● **Problem statement**
In the records below, find each line holding the word "rewritten" and copy it.

====================

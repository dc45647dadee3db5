//! Full style pipeline: pseudo rewrite, shorthand expansion, token resolution, serialization.

use crate::breakpoints::Breakpoints;
use crate::css::{inline_declarations, render_stylesheet};
use crate::pseudo::PseudoResolver;
use crate::scales::resolve_tokens;
use crate::theme::Theme;
use crate::tokens::TokenConfig;
use crate::transform::PropTransformer;
use crate::StyleObject;

const FNV_OFFSET: u64 = 0xcbf2_9ce4_8422_2325;
const FNV_PRIME: u64 = 0x0000_0100_0000_01b3;

#[derive(Debug, Clone, PartialEq, Eq)]
/// Generated class name plus the CSS text that defines it.
pub struct StyledClass {
    /// Class name without the leading dot (`css-1a2b3c4d`).
    pub class_name: String,
    /// Rules scoped to `.class_name`.
    pub css: String,
}

#[derive(Debug)]
/// Explicitly constructed style pipeline shared by every component.
pub struct StyleEngine {
    theme: Theme,
    pseudo: PseudoResolver,
    transformer: PropTransformer,
}

impl Default for StyleEngine {
    fn default() -> Self {
        Self::new(Theme::default(), TokenConfig::standard())
    }
}

fn fnv1a(input: &str) -> u64 {
    input.bytes().fold(FNV_OFFSET, |hash, byte| {
        (hash ^ u64::from(byte)).wrapping_mul(FNV_PRIME)
    })
}

impl StyleEngine {
    /// Creates an engine over a theme and a shorthand registry.
    pub fn new(theme: Theme, config: TokenConfig) -> Self {
        Self {
            theme,
            pseudo: PseudoResolver::new(),
            transformer: PropTransformer::new(config),
        }
    }

    /// Replaces the pseudo-selector resolver (custom selectors or cache size).
    #[must_use]
    pub fn with_pseudo_resolver(mut self, pseudo: PseudoResolver) -> Self {
        self.pseudo = pseudo;
        self
    }

    /// Active theme.
    pub fn theme(&self) -> &Theme {
        &self.theme
    }

    /// Theme breakpoints.
    pub fn breakpoints(&self) -> &Breakpoints {
        &self.theme.breakpoints
    }

    /// Shorthand registry.
    pub fn config(&self) -> &TokenConfig {
        self.transformer.config()
    }

    /// Runs pseudo rewriting, shorthand expansion, and token resolution.
    pub fn resolve(&self, props: &StyleObject) -> StyleObject {
        let rewritten = self.pseudo.resolve(props);
        let expanded = self.transformer.transform(&rewritten);
        resolve_tokens(&self.theme, self.config(), self.breakpoints(), &expanded)
    }

    /// Resolves `props` into a hashed class and its stylesheet.
    ///
    /// Equal inputs always produce the same class name, so callers can deduplicate injection.
    pub fn css(&self, props: &StyleObject) -> StyledClass {
        let resolved = self.resolve(props);
        let fingerprint = serde_json::Value::Object(resolved.clone()).to_string();
        let class_name = format!("css-{:08x}", fnv1a(&fingerprint) as u32);
        let css = render_stylesheet(
            &format!(".{class_name}"),
            &resolved,
            self.breakpoints(),
            self.config(),
        );
        tracing::trace!(%class_name, "generated style class");
        StyledClass { class_name, css }
    }

    /// Flat declarations for a `style` attribute; selector blocks and responsive values are dropped.
    pub fn inline(&self, props: &StyleObject) -> String {
        inline_declarations(&self.resolve(props))
    }
}

#[cfg(test)]
mod tests {
    use pretty_assertions::assert_eq;
    use serde_json::{json, Value};

    use super::*;

    fn object(value: Value) -> StyleObject {
        value.as_object().cloned().expect("object fixture")
    }

    #[test]
    fn pipeline_expands_pseudo_blocks_and_tokens() {
        let engine = StyleEngine::default();
        let resolved = engine.resolve(&object(json!({
            "gap": 4,
            "bg": "gray.100",
            "_hover": { "bg": "gray.200" }
        })));

        assert_eq!(
            Value::Object(resolved),
            json!({
                "rowGap": "1rem",
                "columnGap": "1rem",
                "background": "#edf2f7",
                "&:hover, &[data-hover]": { "background": "#e2e8f0" }
            })
        );
    }

    #[test]
    fn css_class_is_stable_and_scoped() {
        let engine = StyleEngine::default();
        let props = object(json!({ "d": "flex", "_focus": { "shadow": "outline" } }));
        let first = engine.css(&props);
        let second = engine.css(&props);
        assert_eq!(first, second);
        assert!(first.class_name.starts_with("css-"));
        assert_eq!(
            first.css,
            format!(
                ".{0}{{display: flex;}}.{0}:focus, .{0}[data-focus]{{box-shadow: 0 0 0 3px rgba(66, 153, 225, 0.6);}}",
                first.class_name
            )
        );
    }

    #[test]
    fn responsive_shorthand_renders_media_rules() {
        let engine = StyleEngine::default();
        let styled = engine.css(&object(json!({ "w": { "base": "full", "lg": "50%" } })));
        assert!(styled.css.contains("{width: 100%;}"));
        assert!(styled
            .css
            .contains("@media screen and (min-width: 62em){"));
        assert!(styled.css.ends_with("{width: 50%;}}"));
    }

    #[test]
    fn inline_drops_nested_blocks() {
        let engine = StyleEngine::default();
        let inline = engine.inline(&object(json!({ "p": 2, "_hover": { "p": 3 } })));
        assert_eq!(inline, "padding: 0.5rem;");
    }
}
//! Nesting counter for the document scroll lock.

#[derive(Debug, Default, Clone, PartialEq, Eq)]
/// Tracks nested locks and the `overflow` value to restore when the last one is released.
pub struct ScrollLockState {
    depth: usize,
    saved_overflow: Option<String>,
}

impl ScrollLockState {
    /// Registers a lock. Returns `true` when this is the outermost lock and the caller must
    /// apply `overflow: hidden`; `current_overflow` is saved for the matching unlock.
    pub fn lock(&mut self, current_overflow: &str) -> bool {
        self.depth += 1;
        if self.depth == 1 {
            self.saved_overflow = Some(current_overflow.to_string());
            return true;
        }
        false
    }

    /// Releases a lock. Returns the saved `overflow` value once the last lock is gone.
    pub fn unlock(&mut self) -> Option<String> {
        if self.depth == 0 {
            tracing::debug!("scroll unlock without a matching lock");
            return None;
        }
        self.depth -= 1;
        if self.depth == 0 {
            return Some(self.saved_overflow.take().unwrap_or_default());
        }
        None
    }

    /// Outstanding locks.
    pub fn depth(&self) -> usize {
        self.depth
    }
}
//! Theme provider, color-mode context, and color-mode persistence.

use leptos::*;
use overlay_runtime::PortalManager;
use style_system::{ColorMode, StyleEngine, Theme, TokenConfig};

/// `localStorage` key holding the chosen color mode.
pub const COLOR_MODE_KEY: &str = "ui-color-mode";

#[derive(Debug, Clone, Copy, Default)]
/// Color-mode preference store backed by `window.localStorage`.
pub struct ColorModeStore;

impl ColorModeStore {
    /// Loads the persisted color mode, if one was saved and parses.
    pub fn load(self) -> Option<ColorMode> {
        #[cfg(target_arch = "wasm32")]
        {
            let storage = web_sys::window()?.local_storage().ok().flatten()?;
            let raw = storage.get_item(COLOR_MODE_KEY).ok().flatten()?;
            raw.parse().ok()
        }

        #[cfg(not(target_arch = "wasm32"))]
        {
            None
        }
    }

    /// Persists a color mode.
    ///
    /// # Errors
    ///
    /// Returns an error when localStorage is unavailable or the write fails.
    pub fn save(self, mode: ColorMode) -> Result<(), String> {
        #[cfg(target_arch = "wasm32")]
        {
            let storage = web_sys::window()
                .and_then(|w| w.local_storage().ok().flatten())
                .ok_or_else(|| "localStorage unavailable".to_string())?;
            storage
                .set_item(COLOR_MODE_KEY, mode.as_str())
                .map_err(|e| format!("localStorage set_item failed: {e:?}"))
        }

        #[cfg(not(target_arch = "wasm32"))]
        {
            let _ = mode;
            Ok(())
        }
    }
}

#[derive(Clone, Copy)]
/// Leptos context carrying the style engine, color mode, and portal layers.
pub struct ThemeContext {
    /// Explicitly constructed style pipeline.
    pub engine: StoredValue<StyleEngine>,
    /// Active color mode.
    pub color_mode: RwSignal<ColorMode>,
    /// Stacking for nested portals and modals.
    pub portals: StoredValue<PortalManager>,
}

impl ThemeContext {
    fn new(engine: StyleEngine, color_mode: ColorMode) -> Self {
        Self {
            engine: store_value(engine),
            color_mode: create_rw_signal(color_mode),
            portals: store_value(PortalManager::default()),
        }
    }
}

#[component]
/// Provides [`ThemeContext`] to descendants and restores the persisted color mode.
pub fn ThemeProvider(
    /// Theme scales and breakpoints; the default theme when omitted.
    #[prop(optional)]
    theme: Option<Theme>,
    /// Shorthand registry; the standard registry when omitted.
    #[prop(optional)]
    config: Option<TokenConfig>,
    /// Skip reading and writing the stored color mode.
    #[prop(optional)]
    ephemeral: bool,
    children: Children,
) -> impl IntoView {
    let theme = theme.unwrap_or_default();
    let initial = if ephemeral {
        theme.initial_color_mode
    } else {
        ColorModeStore.load().unwrap_or(theme.initial_color_mode)
    };
    let engine = StyleEngine::new(theme, config.unwrap_or_else(TokenConfig::standard));
    let context = ThemeContext::new(engine, initial);
    provide_context(context);

    if !ephemeral {
        create_effect(move |_| {
            let mode = context.color_mode.get();
            if let Err(err) = ColorModeStore.save(mode) {
                logging::warn!("color mode persist failed: {err}");
            }
        });
    }

    view! {
        <div
            class="ui-theme-root"
            data-ui-primitive="true"
            data-ui-kind="theme-root"
            data-ui-color-mode=move || context.color_mode.get().as_str()
        >
            {children()}
        </div>
    }
}

/// Returns the nearest [`ThemeContext`], or a default-theme context when no provider is mounted.
pub fn use_theme() -> ThemeContext {
    use_context::<ThemeContext>().unwrap_or_else(|| {
        let context = ThemeContext::new(StyleEngine::default(), ColorMode::default());
        provide_context(context);
        context
    })
}

#[derive(Clone, Copy)]
/// Read/write access to the active color mode.
pub struct ColorModeContext {
    mode: RwSignal<ColorMode>,
}

impl ColorModeContext {
    /// Current mode (tracked).
    pub fn get(&self) -> ColorMode {
        self.mode.get()
    }

    /// Reactive view of the mode.
    pub fn signal(&self) -> Signal<ColorMode> {
        self.mode.into()
    }

    /// Sets the mode.
    pub fn set(&self, mode: ColorMode) {
        self.mode.set(mode);
    }

    /// Switches between light and dark.
    pub fn toggle(&self) {
        self.mode.update(|mode| *mode = mode.toggle());
    }
}

/// Color-mode accessor for the nearest [`ThemeProvider`].
pub fn use_color_mode() -> ColorModeContext {
    ColorModeContext {
        mode: use_theme().color_mode,
    }
}

#[cfg(test)]
mod tests {
    use super::*;

    #[test]
    fn native_store_has_nothing_persisted() {
        assert_eq!(ColorModeStore.load(), None);
        assert!(ColorModeStore.save(ColorMode::Dark).is_ok());
    }

    #[test]
    fn toggle_flips_context_mode() {
        let runtime = create_runtime();
        let context = use_color_mode();
        assert_eq!(context.get(), ColorMode::Light);
        context.toggle();
        assert_eq!(context.get(), ColorMode::Dark);
        context.set(ColorMode::Light);
        assert_eq!(context.signal().get_untracked(), ColorMode::Light);
        runtime.dispose();
    }
}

====================

● **Expected answer**
        let rewritten = self.pseudo.resolve(props);
        let expanded = self.transformer.transform(&rewritten);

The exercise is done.